Если в этой цитате подставить на место Германии Россию и на место Франции – Германию, то останется только изумиться тому, с какой точностью основатель одной из идеологий западного индустриального общества предсказал события в обществе, как принято считать сейчас, не западном и не индустриальном. Мы, конечно, не надеемся, что критики типа Кара-Мурзы задумываются над этим прогнозом, тем более что все они с подозрительным единодушием избегают всяких упоминаний об Энгельсе. Но для нас в этом отрывке заключено сразу несколько теоретических вопросов. Во-первых, можно ли считать, что Энгельс ошибался, прогнозируя европейскую революцию на 50-е годы XIX века, если она не состоялась? Во-вторых, случайно ли то, что его прогноз все-таки оправдался, хотя в другое время и в основном в другом месте? В-третьих, как вообще может человек, пусть даже великий теоретик, настолько опередить свое время? В-четвертых, не с этим ли связано упорное игнорирование Энгельса как марксистами вышеописанного толка, так и критиками марксизма? Попробуем ответить на эти вопросы.
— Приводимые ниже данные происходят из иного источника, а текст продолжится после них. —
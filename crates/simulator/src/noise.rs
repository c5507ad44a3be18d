//! Gaussian sensor noise. Grounded on `crates/node/src/sim.rs`'s
//! `approx_std_normal`/`gaussian` pair (Irwin-Hall sum-of-12-uniforms
//! approximation over `fastrand`, chosen there specifically to avoid an
//! extra dependency) — reused verbatim rather than pulled in from
//! `rand_distr`, since `fastrand` is already the workspace's one random
//! source and this barn model needs nothing `rand_distr::Normal` would add.

/// Approximate a sample from N(0,1): sum of 12 uniform [0,1) values minus 6.
fn approx_std_normal() -> f64 {
    let mut sum = 0.0;
    for _ in 0..12 {
        sum += fastrand::f64();
    }
    sum - 6.0
}

/// Sample from N(mean, sigma).
pub fn gaussian(mean: f64, sigma: f64) -> f64 {
    mean + sigma * approx_std_normal()
}
pub mod resolver;
pub mod topology;

pub use resolver::{resolve, ZoneConfig, ZoneConfigPartial};
pub use topology::{load, FarmEntry, HotReload, Topology, ZoneEntry};
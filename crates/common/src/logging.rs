//! Structured logging bootstrap shared by every binary. Mirrors
//! `drewalth-irrigation`'s `crates/hub/src/main.rs` verbatim: `RUST_LOG` via
//! `EnvFilter`, falling back to `info`.

/// Installs the global `tracing` subscriber. Call once, at the top of
/// `main`, before anything else logs.
pub fn init() {
    tracing_subscriber::fmt()
        .with_env_filter(
            tracing_subscriber::EnvFilter::try_from_default_env().unwrap_or_else(|_| "info".into()),
        )
        .init();
}
//! One zone's simulation task pair: a tick loop advancing the physics and
//! publishing sensor readings, plus the command-subscription handler that
//! feeds actuator commands in. Grounded on `environment/main.py`'s
//! `EnvironmentRunner` (tick/publish cadence, payload shapes) and on
//! `crates/node/src/main.rs`'s split between a spawned MQTT event-loop task
//! and a foreground sampling loop sharing state through an `Arc<Mutex<_>>`
//! (mirroring `crates/hub/src/state.rs`'s `SharedState`).

use std::sync::Arc;
use std::time::Duration;

use poultry_common::bus::Publisher;
use poultry_common::model::{
    ActuatorCommand, ActuatorType, AirPayload, ActivityPayload, FarmId, FeedLevelPayload,
    WaterLevelPayload, ZoneId,
};
use poultry_common::topic;
use poultry_config::ZoneConfig;
use poultry_knowledge::KnowledgeStore;
use tokio::sync::Mutex;
use tokio::time::interval;

use crate::model::EnvironmentState;
use crate::noise::gaussian;

/// Noise sigmas for the published (not the true) air readings (spec: Gaussian
/// noise σ=0.2/30/2 on temperature/co2/nh3).
const TEMPERATURE_NOISE_SIGMA_C: f64 = 0.2;
const CO2_NOISE_SIGMA_PPM: f64 = 30.0;
const NH3_NOISE_SIGMA_PPM: f64 = 2.0;

/// Shared per-zone state, cloned into both the tick task and the command
/// handler invoked from the MQTT dispatch loop.
pub struct ZoneWorker {
    pub farm: FarmId,
    pub zone: ZoneId,
    pub state: Arc<Mutex<EnvironmentState>>,
}

impl ZoneWorker {
    pub fn new(farm: FarmId, zone: ZoneId) -> Self {
        Self {
            farm,
            zone,
            state: Arc::new(Mutex::new(EnvironmentState::default())),
        }
    }

    /// Apply an actuator command decoded off `{farm}/{zone}/cmd/{actuator}`.
    pub async fn apply_command(&self, actuator: ActuatorType, command: &ActuatorCommand) {
        let mut state = self.state.lock().await;
        state.apply_command(actuator, command);
    }

    /// Runs forever: advances physics every `dt_s` and publishes the four
    /// sensor groups every `sensor_interval_s`, logging each reading to the
    /// knowledge store the way the Monitor does for live sensor traffic
    /// (the simulator is both the plant and, for the purposes of bootstrap
    /// testing, its own first-hop telemetry source).
    pub async fn run(
        &self,
        config_source: impl Fn() -> ZoneConfig + Send + Sync + 'static,
        publisher: Arc<dyn Publisher>,
        knowledge: Arc<dyn KnowledgeStore>,
        dt_s: f64,
    ) {
        let sensor_interval_s = config_source().sensor_interval_s.max(1.0);
        let mut ticks = interval(Duration::from_secs_f64(dt_s));
        let mut since_publish = 0.0_f64;

        loop {
            ticks.tick().await;
            let config = config_source();

            let snapshot = {
                let mut state = self.state.lock().await;
                state.step(&config, dt_s);
                state.clone()
            };

            since_publish += dt_s;
            if since_publish + 1e-9 < sensor_interval_s {
                continue;
            }
            since_publish = 0.0;

            if let Err(err) = self.publish_sensors(&snapshot, publisher.as_ref(), knowledge.as_ref()).await {
                tracing::error!(farm = %self.farm, zone = %self.zone, error = %err, "failed to publish sensors");
            }
        }
    }

    /// Air readings are published (and archived) with Gaussian noise on top
    /// of the true physical state; feed/water/activity are published as-is.
    async fn publish_sensors(
        &self,
        state: &EnvironmentState,
        publisher: &dyn Publisher,
        knowledge: &dyn KnowledgeStore,
    ) -> anyhow::Result<()> {
        use poultry_common::model::SensorType;
        let now = time::OffsetDateTime::now_utc();

        let noised_temperature_c = gaussian(state.temperature_c, TEMPERATURE_NOISE_SIGMA_C);
        let noised_co2_ppm = gaussian(state.co2_ppm, CO2_NOISE_SIGMA_PPM).max(0.0);
        let noised_nh3_ppm = gaussian(state.nh3_ppm, NH3_NOISE_SIGMA_PPM).max(0.0);

        let air = AirPayload {
            temperature_c: Some(noised_temperature_c),
            co2_ppm: Some(noised_co2_ppm),
            nh3_ppm: Some(noised_nh3_ppm),
        };
        publisher
            .publish(&topic::sensors_topic(&self.farm, &self.zone, "air"), serde_json::to_vec(&air)?)
            .await?;

        let feed = FeedLevelPayload {
            feed_kg: Some(state.feed_kg),
        };
        publisher
            .publish(
                &topic::sensors_topic(&self.farm, &self.zone, "feed_level"),
                serde_json::to_vec(&feed)?,
            )
            .await?;

        let water = WaterLevelPayload {
            water_l: Some(state.water_l),
        };
        publisher
            .publish(
                &topic::sensors_topic(&self.farm, &self.zone, "water_level"),
                serde_json::to_vec(&water)?,
            )
            .await?;

        let activity = ActivityPayload {
            activity: Some(state.activity),
        };
        publisher
            .publish(
                &topic::sensors_topic(&self.farm, &self.zone, "activity"),
                serde_json::to_vec(&activity)?,
            )
            .await?;

        knowledge
            .log_sensor(&self.farm, &self.zone, SensorType::Temperature, noised_temperature_c, now)
            .await?;
        knowledge
            .log_sensor(&self.farm, &self.zone, SensorType::Co2, noised_co2_ppm, now)
            .await?;
        knowledge
            .log_sensor(&self.farm, &self.zone, SensorType::Ammonia, noised_nh3_ppm, now)
            .await?;
        knowledge
            .log_sensor(&self.farm, &self.zone, SensorType::FeedLevel, state.feed_kg, now)
            .await?;
        knowledge
            .log_sensor(&self.farm, &self.zone, SensorType::WaterLevel, state.water_l, now)
            .await?;
        knowledge
            .log_sensor(&self.farm, &self.zone, SensorType::Activity, state.activity, now)
            .await?;

        Ok(())
    }
}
Все известные концепции исторического развития можно разделить на две группы: волюнтаристические и детерминистские. Первые сводили историю к серии случайностей, вроде формы носа Клеопатры или «харизмы» какого-либо вождя или пророка. С этой точки зрения, выдающиеся деятели творят историю в том смысле, что могут в любой момент повернуть ее в какое угодно русло. Именно над такими представлениями иронизировал Энгельс, когда писал: «Выходит, что если бы Ричард Львиное Сердце и Филипп-Август ввели свободу торговли вместо того, чтобы впутываться в крестовые походы, то можно было бы избежать 500 лет нищеты и невежества»[4].

Марксизм, как известно, исходит из представления о существовании объективных законов истории и поэтому может быть отнесен ко второй группе. Но значит ли это, что марксистский детерминизм совпадает с лапласовским, то есть признает заранее заданную обусловленность исторических событий, заданную, если рассуждать последовательно, еще до того, как началась сама история?
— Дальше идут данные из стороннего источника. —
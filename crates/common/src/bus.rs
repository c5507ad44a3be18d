//! Publish capability as an explicit dependency rather than invisible
//! coupling through a global MQTT client (spec §9 redesign note). Production
//! code depends on `Publisher`; tests substitute `InMemoryBus`.

use async_trait::async_trait;
use rumqttc::{AsyncClient, QoS};
use tokio::sync::broadcast;

#[async_trait]
pub trait Publisher: Send + Sync {
    async fn publish(&self, topic: &str, payload: Vec<u8>) -> anyhow::Result<()>;
}

/// Wraps a live `rumqttc::AsyncClient`. QoS 1, not retained — every
/// component publishes transient readings/plans/commands, never a retained
/// status (unlike the teacher's `status/hub` last-will announcement, which
/// has no counterpart here since there's no single hub process).
pub struct MqttPublisher(pub AsyncClient);

#[async_trait]
impl Publisher for MqttPublisher {
    async fn publish(&self, topic: &str, payload: Vec<u8>) -> anyhow::Result<()> {
        self.0
            .publish(topic, QoS::AtLeastOnce, false, payload)
            .await?;
        Ok(())
    }
}

/// In-memory bus used by tests in place of a real broker. Every publish is
/// broadcast to all current subscribers; a subscriber created after a
/// publish simply never sees it, matching MQTT's no-history default for a
/// non-retained message.
pub struct InMemoryBus {
    tx: broadcast::Sender<(String, Vec<u8>)>,
}

impl InMemoryBus {
    pub fn new() -> Self {
        let (tx, _rx) = broadcast::channel(256);
        Self { tx }
    }

    pub fn subscribe(&self) -> broadcast::Receiver<(String, Vec<u8>)> {
        self.tx.subscribe()
    }
}

impl Default for InMemoryBus {
    fn default() -> Self {
        Self::new()
    }
}

#[async_trait]
impl Publisher for InMemoryBus {
    async fn publish(&self, topic: &str, payload: Vec<u8>) -> anyhow::Result<()> {
        // No subscribers is not an error — mirrors a real broker accepting a
        // publish with zero matching subscriptions.
        let _ = self.tx.send((topic.to_string(), payload));
        Ok(())
    }
}

#[cfg(test)]
mod tests {
    use super::*;

    #[tokio::test]
    async fn in_memory_bus_delivers_to_subscriber() {
        let bus = InMemoryBus::new();
        let mut rx = bus.subscribe();
        bus.publish("f/z/status", b"hello".to_vec()).await.unwrap();
        let (topic, payload) = rx.recv().await.unwrap();
        assert_eq!(topic, "f/z/status");
        assert_eq!(payload, b"hello");
    }

    #[tokio::test]
    async fn in_memory_bus_publish_with_no_subscribers_is_ok() {
        let bus = InMemoryBus::new();
        assert!(bus.publish("f/z/status", b"x".to_vec()).await.is_ok());
    }

    #[tokio::test]
    async fn in_memory_bus_fans_out_to_multiple_subscribers() {
        let bus = InMemoryBus::new();
        let mut a = bus.subscribe();
        let mut b = bus.subscribe();
        bus.publish("t", b"v".to_vec()).await.unwrap();
        assert_eq!(a.recv().await.unwrap().1, b"v");
        assert_eq!(b.recv().await.unwrap().1, b"v");
    }
}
Энгельс, как известно, писал по этому поводу: «Согласно материалистическому пониманию истории, в историческом процессе определяющим моментом в конечном счете является производство и воспроизводство действительной жизни. Ни я, ни Маркс большего никогда не утверждали». Эту цитату можно найти, вероятно, в любом учебнике исторического материализма. Но в том же письме Энгельс продолжает: «История делается таким образом, что конечный результат всегда получается от столкновения отдельных воль, причем каждая из этих воль становится тем, что она есть, опять-таки благодаря массе особых жизненных обстоятельств»[5]. Такое высказывание можно было бы отнести к какой-нибудь школе исторического волюнтаризма, если не знать наверняка его автора. Не рискуем ли мы здесь уйти в дурную бесконечность, объясняя каждую волю массой жизненных обстоятельств, а эти обстоятельства – столкновением чьих-то воль? И каким образом результат взаимодействия этих воль определен «в конечном счете» экономическими предпосылками? Этого ни один учебник исторического материализма не объясняет.
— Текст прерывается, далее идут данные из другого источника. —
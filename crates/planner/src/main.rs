//! Planner process: on each `{farm}/{zone}/status` message, resolves that
//! zone's config, runs it through the status-driven control law with a
//! per-zone [`ZoneControlState`], publishes the resulting `Plan`, and logs it
//! to Knowledge. Grounded on `planner/planner_service.py`'s `start_planner`.

mod control_law;
mod starvation;
mod state;

use std::collections::HashMap;
use std::env;
use std::sync::Arc;
use std::time::Duration;

use poultry_common::bus::{MqttPublisher, Publisher};
use poultry_common::model::{FarmId, Plan, ZoneId, ZoneStatus};
use poultry_common::topic;
use poultry_config::{HotReload, Topology};
use poultry_knowledge::{InMemoryKnowledgeStore, KnowledgeStore};
use rumqttc::{AsyncClient, Event, MqttOptions, Packet, QoS};
use tokio::sync::Mutex;

use crate::control_law::build_actions_from_status;
use crate::state::ZoneControlState;

fn env_or(key: &str, default: &str) -> String {
    env::var(key).unwrap_or_else(|_| default.to_string())
}

fn env_parse<T: std::str::FromStr>(key: &str, default: T) -> T {
    env::var(key).ok().and_then(|s| s.parse().ok()).unwrap_or(default)
}

fn hour_of_day(now: time::OffsetDateTime) -> f64 {
    now.hour() as f64 + now.minute() as f64 / 60.0
}

async fn handle_status(
    farm: FarmId,
    zone: ZoneId,
    payload: &[u8],
    topology: &Topology,
    states: &Mutex<HashMap<(FarmId, ZoneId), ZoneControlState>>,
    publisher: &dyn Publisher,
    knowledge: &dyn KnowledgeStore,
) {
    let status: ZoneStatus = match serde_json::from_slice(payload) {
        Ok(status) => status,
        Err(err) => {
            tracing::warn!(farm = %farm, zone = %zone, error = %err, "malformed status payload, dropping");
            return;
        }
    };

    let config = topology.resolve(farm.as_str(), zone.as_str());
    let now_wall = time::OffsetDateTime::now_utc();
    let now = now_wall.unix_timestamp() as f64;
    let time_of_day_h = hour_of_day(now_wall);

    let actions = {
        let mut states = states.lock().await;
        let state = states.entry((farm.clone(), zone.clone())).or_default();
        build_actions_from_status(state, &status, &config, now, time_of_day_h)
    };

    let plan = Plan {
        farm_id: farm.clone(),
        zone: zone.clone(),
        actions,
    };

    let commands: Vec<_> = plan.actions.iter().map(|a| a.command.clone()).collect();
    if let Err(err) = knowledge.log_plan(&farm, &zone, &commands, now_wall).await {
        tracing::error!(farm = %farm, zone = %zone, error = %err, "knowledge write failed for plan");
    }

    let payload = match serde_json::to_vec(&plan) {
        Ok(payload) => payload,
        Err(err) => {
            tracing::error!(farm = %farm, zone = %zone, error = %err, "failed to serialize plan");
            return;
        }
    };
    if let Err(err) = publisher.publish(&topic::plan_topic(&farm, &zone), payload).await {
        tracing::error!(farm = %farm, zone = %zone, error = %err, "failed to publish plan");
    }
}

#[tokio::main]
async fn main() -> anyhow::Result<()> {
    poultry_common::logging::init();

    let broker = env_or("MQTT_HOST", "127.0.0.1");
    let port: u16 = env_parse("MQTT_PORT", 1883);
    let topology_path = env_or("TOPOLOGY_PATH", "system_config.json");

    let client_id = format!("poultry-planner-{}", std::process::id());
    let mut mqtt_options = MqttOptions::new(client_id, broker, port);
    mqtt_options.set_keep_alive(Duration::from_secs(30));
    if let (Ok(user), Ok(pass)) = (env::var("MQTT_USER"), env::var("MQTT_PASS")) {
        mqtt_options.set_credentials(user, pass);
    }
    let (client, mut eventloop) = AsyncClient::new(mqtt_options, 64);
    let subscribe_client = client.clone();

    let publisher: Arc<dyn Publisher> = Arc::new(MqttPublisher(client));
    let knowledge: Arc<dyn KnowledgeStore> = Arc::new(InMemoryKnowledgeStore::new());
    let states: Arc<Mutex<HashMap<(FarmId, ZoneId), ZoneControlState>>> = Arc::new(Mutex::new(HashMap::new()));

    let mut reload = HotReload::new(topology_path);
    let topology: Arc<Mutex<Topology>> = Arc::new(Mutex::new(Topology::default()));
    {
        let topology = topology.clone();
        tokio::spawn(async move {
            loop {
                match reload.poll() {
                    Ok(Some(fresh)) => *topology.lock().await = fresh,
                    Ok(None) => {}
                    Err(err) => tracing::warn!(error = %err, "topology poll failed, keeping prior state"),
                }
                tokio::time::sleep(Duration::from_secs(2)).await;
            }
        });
    }

    loop {
        match eventloop.poll().await {
            Ok(Event::Incoming(Packet::ConnAck(_))) => {
                tracing::info!("planner connected to mqtt broker");
                if let Err(err) = subscribe_client.subscribe(topic::STATUS_WILDCARD, QoS::AtLeastOnce).await {
                    tracing::error!(error = %err, "failed to subscribe to {}", topic::STATUS_WILDCARD);
                }
            }
            Ok(Event::Incoming(Packet::Publish(publish))) => {
                match topic::parse_status_topic(&publish.topic) {
                    Some((farm, zone)) => {
                        let topology = topology.lock().await.clone();
                        handle_status(
                            farm,
                            zone,
                            &publish.payload,
                            &topology,
                            states.as_ref(),
                            publisher.as_ref(),
                            knowledge.as_ref(),
                        )
                        .await;
                    }
                    None => tracing::debug!(topic = %publish.topic, "ignoring non-status topic"),
                }
            }
            Ok(_) => {}
            Err(err) => {
                tracing::error!(error = %err, "mqtt connection error — retrying");
                tokio::time::sleep(Duration::from_secs(2)).await;
            }
        }
    }
}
Cлова Энгельса нужно понимать в том смысле, что в определенные моменты своего развития экономический базис открывает для действия человеческих воль некоторый веер возможностей, воплощение же той или иной из них зависит именно от «столкновения воль», принципиально не программируемого заране

В самом деле, если считать, что экономическое развитие определяет ход исторических событий однозначно, то слова «в конечном счете» не имеют смысла, и исторический материализм сводится к пресловутому «экономическому материализму». Вероятно, на самом деле слова Энгельса нужно понимать в том смысле, что в определенные моменты своего развития экономический базис открывает для действия человеческих воль некоторый веер возможностей, воплощение же той или иной из них зависит именно от «столкновения воль», принципиально не программируемого заранее. В основу новой исторической эпохи ляжет воплощенная возможность. Она же определит, каким образом будут решены исторические задачи, возникающие на новом этапе экономического развития, в том числе и различные подробности самого экономического развития. Именно таким образом «экономическое развитие как необходимое в конечном счете прокладывает себе дорогу сквозь бесконечное множество случайностей»[6]: историческая закономерность возникает как результат взаимодействия необходимого и случайного.

Иллюстрируя эти высказанные и невысказанные мысли примерами из германской истории; Энгельс замечал: «Прусское государство возникло и развивалось также благодаря историческим и в конечном счете экономическим причинам. Но едва ли можно, не сделавшись педантом, утверждать, что среди множества мелких государств Северной Германии именно Бранденбург был предназначен для роли великой державы, в которой воплотились экономические, языковые, а со времени Реформации и религиозные различия между Севером и Югом, и что это было предопределено только экономической необходимостью...»[7].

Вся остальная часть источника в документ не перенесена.